Jonathan McMillan Davis  (April 27, 1871 – June 27, 1943) was an American politician and the 22nd Governor of Kansas.

Biography
Davis was born in Bronson, Kansas, to Jonathan McMillan and Eve (Holeman) Davis.  His education was in the public schools and the University of Kansas and the University of Nebraska–Lincoln. He left college without graduating due to the death of his father. He married Mary "Mollie" Purdom on September 26, 1894, and they had four children. Mollie died in 1926 and he married Mary E. (Winston) Raymond on December 16, 1931.

Career
Davis served in the Kansas House of Representatives from 1905 to 1913; and then in the Kansas State Senate from 1915 to 1917.

Davis won a narrow victory over Republican William Yoast Morgan in the 1922 Kansas gubernatorial election and was sworn into office on January 8, 1923. During his tenure, taxes were cut, prohibition and women's suffrage were endorsed, increased funding secured for veteran's pensions, banking procedures were limited, an improved road bill was authorized, utilities were controlled, and the chancellor of the University of Kansas was fired.

Davis was the Democratic candidate in the 1924 Kansas gubernatorial election but the independent candidacy of publisher William Allen White on an anti-Ku Klux Klan platform split the progressive vote and Republican Benjamin S. Paulen was elected by a plurality.

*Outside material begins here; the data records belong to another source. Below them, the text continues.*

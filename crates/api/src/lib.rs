//! # Seen Fitness booking API
//!
//! Web server for the studio's class schedule, reservation flow, mailing
//! list, and admin dashboard.
//!
//! ## Architecture
//!
//! This crate follows a layered architecture:
//!
//! - **Routes**: Define API endpoints and URL structure
//! - **Handlers**: Implement the reservation and admin workflows
//! - **Middleware**: Session guard and error handling
//! - **Config**: Handle environment and application configuration
//!
//! The API uses Axum as the web framework, SQLx for database interactions,
//! and a best-effort mail dispatcher for confirmations and broadcasts.

/// Client for the optional AI description-drafting gateway
pub mod ai;
/// Configuration module for API settings
pub mod config;
/// Request handlers that implement the workflows
pub mod handlers;
/// Middleware for authentication and error handling
pub mod middleware;
/// Route definitions and API endpoint structure
pub mod routes;

use std::sync::Arc;

use axum::Router;
use eyre::Result;
use seenfit_mail::Mailer;
use sqlx::PgPool;
use tokio::net::TcpListener;
use tracing::info;
use tracing_subscriber::FmtSubscriber;

/// Shared application state that is accessible to all request handlers.
pub struct ApiState {
    /// PostgreSQL connection pool for database operations
    pub db_pool: PgPool,
    /// Best-effort notification dispatcher
    pub mailer: Mailer,
    /// Runtime configuration (admin secret, provider keys, flags)
    pub config: config::ApiConfig,
}

/// Starts the API server with the provided configuration and database
/// connection: installs logging, builds shared state, wires the routers,
/// and serves until shutdown.
pub async fn start_server(config: config::ApiConfig, db_pool: PgPool) -> Result<()> {
    // Initialize tracing for logging
    let subscriber = FmtSubscriber::builder()
        .with_max_level(config.log_level)
        .finish();
    tracing::subscriber::set_global_default(subscriber)?;

    // Create shared state with dependencies
    let mailer = Mailer::new(
        config.resend_api_key.clone(),
        config.resend_from_email.clone(),
    );
    let state = Arc::new(ApiState {
        db_pool,
        mailer,
        config: config.clone(),
    });

    // Build the application router with all routes
    let app = Router::new()
        // Health check endpoints
        .merge(routes::health::routes())
        // Public schedule, reservation, and signup endpoints
        .merge(routes::public::routes())
        // Admin dashboard endpoints
        .merge(routes::admin::routes())
        // Attach shared state to all routes
        .with_state(state);

    // Apply CORS configuration if origins are specified
    let app = if let Some(origins) = &config.cors_origins {
        let cors = tower_http::cors::CorsLayer::new()
            .allow_methods([
                axum::http::Method::GET,
                axum::http::Method::POST,
                axum::http::Method::PUT,
                axum::http::Method::DELETE,
                axum::http::Method::OPTIONS,
            ])
            .allow_headers([
                axum::http::header::CONTENT_TYPE,
                axum::http::header::AUTHORIZATION,
                axum::http::header::ACCEPT,
            ])
            .allow_origin(
                origins
                    .iter()
                    .filter_map(|origin| origin.parse::<axum::http::HeaderValue>().ok())
                    .collect::<Vec<_>>(),
            )
            .allow_credentials(true);

        app.layer(cors)
    } else {
        app
    };

    // Add request tracing and timeout middleware
    let app = app.layer(tower_http::trace::TraceLayer::new_for_http());
    let app = app.layer(
        tower::ServiceBuilder::new()
            .layer(axum::error_handling::HandleErrorLayer::new(
                |_: tower::BoxError| async { axum::http::StatusCode::REQUEST_TIMEOUT },
            ))
            .timeout(std::time::Duration::from_secs(config.request_timeout)),
    );

    // Start the HTTP server
    let addr = config.server_addr();
    let listener = TcpListener::bind(&addr).await?;
    info!("Server listening on http://{}", addr);
    axum::serve(listener, app).await?;

    Ok(())
}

Davis was arrested the day after his term ended. He was indicted twice for bribery, tried twice and acquitted both times. His defense was led by Populist lawyers Alexander Miller Harvey and Frank Doster.

He was again the Democratic nominee in the 1926 Kansas gubernatorial election but lost in a landslide to the incumbent Paulen. In 1930 Davis was the Democratic nominee for US Senate opposing incumbent Republican Arthur Capper and suffered another landslide loss.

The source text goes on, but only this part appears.